The phone call came at 6:14 AM on a Tuesday in February 2028, and Daniel knew what it meant before his mother spoke.

Not because of future knowledge — that was gone, completely and permanently. Not because of pattern recognition or strategic analysis or any of the sophisticated frameworks he’d spent nineteen years developing. He knew because of the sound. The specific sound his mother made when the words she needed to say were too heavy for her voice to carry at its normal weight.

“Daniel-ah.” Two syllables. His name. Said with a heaviness that turned the familiar into something unrecognizable, the way a familiar room looks different when the light changes.

“Umma. What happened?”

“Your father collapsed. In the kitchen. He was making tea. I heard the cup break and then—” Her voice cracked. Kim Soonyoung, who had never cracked in Daniel’s presence — not during the financial crisis, not during the pandemic, not during any of the hundred small catastrophes that a lifetime of raising a family in Korea had produced — cracked. “The ambulance is coming. Come quickly.”

Daniel drove to Incheon in twenty-two minutes. The route that normally took forty was compressed by the specific, unreasonable physics of a man driving toward the thing he feared most in either of his lives. Traffic laws became suggestions. Speed limits became irrelevant. The car moved through the pre-dawn streets with the urgent grace of a projectile that knows its destination and adjusts everything else around it.

The hospital was Inha University Hospital — the same hospital where Byungsoo had had his heart surgery in 2016, the preventive procedure that Daniel had arranged because the first life had taught him that Cho Byungsoo’s heart would fail in 2019 if left untreated. The surgery had worked. The blockage had been cleared. The cardiologist had declared the heart “strong for a man of sixty-five” and had prescribed medication and lifestyle changes that Byungsoo had followed with the same methodical compliance he’d applied to every task in his life.

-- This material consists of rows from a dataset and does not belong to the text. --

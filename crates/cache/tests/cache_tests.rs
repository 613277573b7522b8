//! Behavioral tests for tessera-cache
//!
//! Exercise the cache, interceptors and replay together over `MemoryStore`:
//!
//! 1. Round trips: stored values read back unchanged
//! 2. Typed reads: missing keys, conversions, conversion failures
//! 3. Counting and history: N calls produce N records in call order
//! 4. Replay: rendered output matches the recorded calls exactly
//! 5. Concurrency: parallel stores keep counter and history consistent

use std::sync::Arc;
use std::thread;

use proptest::prelude::*;
use tessera_cache::{
    inputs_key, outputs_key, replay, Batch, Cache, Interceptor, Invocation, KeyValueStore,
    MemoryStore, Replay, STORE_OPERATION,
};
use tessera_core::{Error, Result, Value};

// ============================================================================
// Test Helpers
// ============================================================================

fn recording_cache() -> (Arc<MemoryStore>, Cache) {
    let store = Arc::new(MemoryStore::new());
    let cache = Cache::builder(store.clone())
        .count_calls()
        .call_history()
        .build()
        .unwrap();
    (store, cache)
}

// ============================================================================
// Round trips
// ============================================================================

proptest! {
    #[test]
    fn prop_bytes_round_trip(raw in proptest::collection::vec(any::<u8>(), 0..64)) {
        let (_store, cache) = recording_cache();
        let key = cache.store(raw.clone()).unwrap();
        prop_assert_eq!(cache.get(&key).unwrap(), Some(raw));
    }

    #[test]
    fn prop_text_round_trip(text in ".{0,32}") {
        let (_store, cache) = recording_cache();
        let key = cache.store(text.as_str()).unwrap();
        prop_assert_eq!(cache.get_str(&key).unwrap(), Some(text));
    }

    #[test]
    fn prop_int_round_trip(n in any::<i64>()) {
        let (_store, cache) = recording_cache();
        let key = cache.store(n).unwrap();
        prop_assert_eq!(cache.get_int(&key).unwrap(), Some(n));
    }
}

#[test]
fn test_float_is_stored_as_decimal_text() {
    let (_store, cache) = recording_cache();
    let key = cache.store(2.5).unwrap();
    assert_eq!(cache.get_str(&key).unwrap(), Some("2.5".to_string()));
}

// ============================================================================
// Typed reads
// ============================================================================

#[test]
fn test_unknown_key_is_absent_for_every_reader() {
    let (_store, cache) = recording_cache();
    assert_eq!(cache.get("never-stored").unwrap(), None);
    assert_eq!(cache.get_str("never-stored").unwrap(), None);
    assert_eq!(cache.get_int("never-stored").unwrap(), None);
}

#[test]
fn test_get_int_parses_numeric_text() {
    let (_store, cache) = recording_cache();
    let key = cache.store("1234").unwrap();
    assert_eq!(cache.get_int(&key).unwrap(), Some(1234));
}

#[test]
fn test_get_int_rejects_text() {
    let (_store, cache) = recording_cache();
    let key = cache.store("twelve").unwrap();
    let err = cache.get_int(&key).unwrap_err();
    assert!(matches!(err, Error::Conversion { .. }));
    assert!(err.to_string().contains("twelve"));
}

#[test]
fn test_custom_converter_errors_propagate() {
    let (_store, cache) = recording_cache();
    let key = cache.store("abc").unwrap();
    let result: Result<Option<usize>> = cache.get_with(&key, |raw| {
        if raw.len() > 2 {
            Err(Error::conversion("short", &raw))
        } else {
            Ok(raw.len())
        }
    });
    assert!(result.is_err());
}

// ============================================================================
// Counting and history
// ============================================================================

#[test]
fn test_counter_equals_number_of_calls() {
    let (_store, cache) = recording_cache();
    for i in 0..7 {
        cache.store(i).unwrap();
    }
    assert_eq!(cache.get_int(STORE_OPERATION).unwrap(), Some(7));
}

#[test]
fn test_history_in_call_order() {
    let (store, cache) = recording_cache();
    let k1 = cache.store("first").unwrap();
    let k2 = cache.store("second").unwrap();
    let k3 = cache.store("third").unwrap();

    let inputs = store
        .lrange_all(inputs_key(STORE_OPERATION).as_bytes())
        .unwrap();
    let outputs = store
        .lrange_all(outputs_key(STORE_OPERATION).as_bytes())
        .unwrap();

    assert_eq!(
        inputs,
        vec![
            br#"["first"]"#.to_vec(),
            br#"["second"]"#.to_vec(),
            br#"["third"]"#.to_vec()
        ]
    );
    assert_eq!(
        outputs,
        vec![k1.into_bytes(), k2.into_bytes(), k3.into_bytes()]
    );
}

#[test]
fn test_counting_only_keeps_no_history() {
    let store = Arc::new(MemoryStore::new());
    let cache = Cache::builder(store.clone()).count_calls().build().unwrap();
    cache.store("a").unwrap();

    assert_eq!(cache.get_int(STORE_OPERATION).unwrap(), Some(1));
    assert!(store
        .lrange_all(inputs_key(STORE_OPERATION).as_bytes())
        .unwrap()
        .is_empty());
}

#[test]
fn test_new_cache_discards_previous_records() {
    let store = Arc::new(MemoryStore::new());
    let first = Cache::builder(store.clone()).count_calls().build().unwrap();
    first.store("a").unwrap();
    first.store("b").unwrap();

    let second = Cache::builder(store.clone()).count_calls().build().unwrap();
    second.store("c").unwrap();
    assert_eq!(second.get_int(STORE_OPERATION).unwrap(), Some(1));
}

/// Custom interceptor composed alongside the built-in ones
struct LastKey;

impl Interceptor for LastKey {
    fn record(&self, call: &Invocation<'_>, batch: &mut Batch) -> Result<()> {
        batch.set(format!("{}:last", call.operation), call.output);
        Ok(())
    }
}

#[test]
fn test_custom_interceptor_runs_with_builtins() {
    let store = Arc::new(MemoryStore::new());
    let cache = Cache::builder(store.clone())
        .count_calls()
        .intercept(LastKey)
        .build()
        .unwrap();

    cache.store("a").unwrap();
    let last = cache.store("b").unwrap();

    assert_eq!(cache.get_str("Cache.store:last").unwrap(), Some(last));
    assert_eq!(cache.get_int(STORE_OPERATION).unwrap(), Some(2));
}

/// Interceptor that refuses to record anything
struct Refuse;

impl Interceptor for Refuse {
    fn record(&self, _call: &Invocation<'_>, _batch: &mut Batch) -> Result<()> {
        Err(Error::InvalidOperation("recording disabled".to_string()))
    }
}

#[test]
fn test_failed_recording_stores_nothing() {
    let store = Arc::new(MemoryStore::new());
    let cache = Cache::builder(store.clone())
        .count_calls()
        .intercept(Refuse)
        .build()
        .unwrap();

    assert!(cache.store("a").is_err());
    assert!(store.is_empty());
}

// ============================================================================
// Replay
// ============================================================================

#[test]
fn test_replay_reproduces_each_call() {
    let (store, cache) = recording_cache();
    let k1 = cache.store("foo").unwrap();
    let k2 = cache.store(&b"bar"[..]).unwrap();
    let k3 = cache.store(42).unwrap();

    let expected = format!(
        "Cache.store was called 3 times:\n\
         Cache.store(*[\"foo\"]) -> {}\n\
         Cache.store(*[b\"bar\"]) -> {}\n\
         Cache.store(*[42]) -> {}\n",
        k1, k2, k3
    );
    assert_eq!(replay(&*store, STORE_OPERATION).unwrap(), expected);
}

#[test]
fn test_replay_unknown_operation_is_empty() {
    let (store, _cache) = recording_cache();
    let replay = Replay::load(&*store, "Cache.get").unwrap();
    assert!(replay.is_empty());
}

#[test]
fn test_replay_detects_tampered_history() {
    let (store, cache) = recording_cache();
    cache.store("foo").unwrap();
    store
        .rpush(outputs_key(STORE_OPERATION).as_bytes(), b"stray")
        .unwrap();

    assert!(matches!(
        Replay::load(&*store, STORE_OPERATION),
        Err(Error::HistoryMismatch {
            inputs: 1,
            outputs: 2,
            ..
        })
    ));
}

// ============================================================================
// Concurrency
// ============================================================================

#[test]
fn test_parallel_stores_keep_records_consistent() {
    let (store, cache) = recording_cache();
    let cache = Arc::new(cache);

    let handles: Vec<_> = (0..4)
        .map(|t| {
            let cache = Arc::clone(&cache);
            thread::spawn(move || {
                for i in 0..25 {
                    cache.store(Value::Int(t * 100 + i)).unwrap();
                }
            })
        })
        .collect();
    for handle in handles {
        handle.join().unwrap();
    }

    let replay = Replay::load(&*store, STORE_OPERATION).unwrap();
    assert_eq!(replay.len(), 100);
    assert_eq!(cache.get_int(STORE_OPERATION).unwrap(), Some(100));

    // Each recorded output is the key holding exactly the recorded input
    for call in &replay.calls {
        let stored = cache.get_str(&call.output).unwrap().unwrap();
        assert_eq!(call.args, format!("[{}]", stored));
    }
}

But hearts were not factories. You could maintain them. You could clear their blockages and monitor their rhythms and prescribe their medications. But you couldn’t make them permanent. And Cho Byungsoo was seventy-two, and his heart — strong for sixty-five, adequate for seventy, struggling at seventy-two — had decided, in a kitchen in Incheon at 6 AM on a Tuesday, that its capacity had been reached.

The diagnosis was a minor stroke. Not the catastrophic kind — not the kind that had killed Byungsoo in the first life at sixty-eight, the sudden, unsurvivable event that had happened while Daniel was in a board meeting and that he’d learned about through a phone call that arrived three hours too late. This was different. The preventive surgery, the medication, the lifestyle changes — they had bought nine additional years and had softened the eventual event from a catastrophe into a crisis. Survivable. Treatable. But serious.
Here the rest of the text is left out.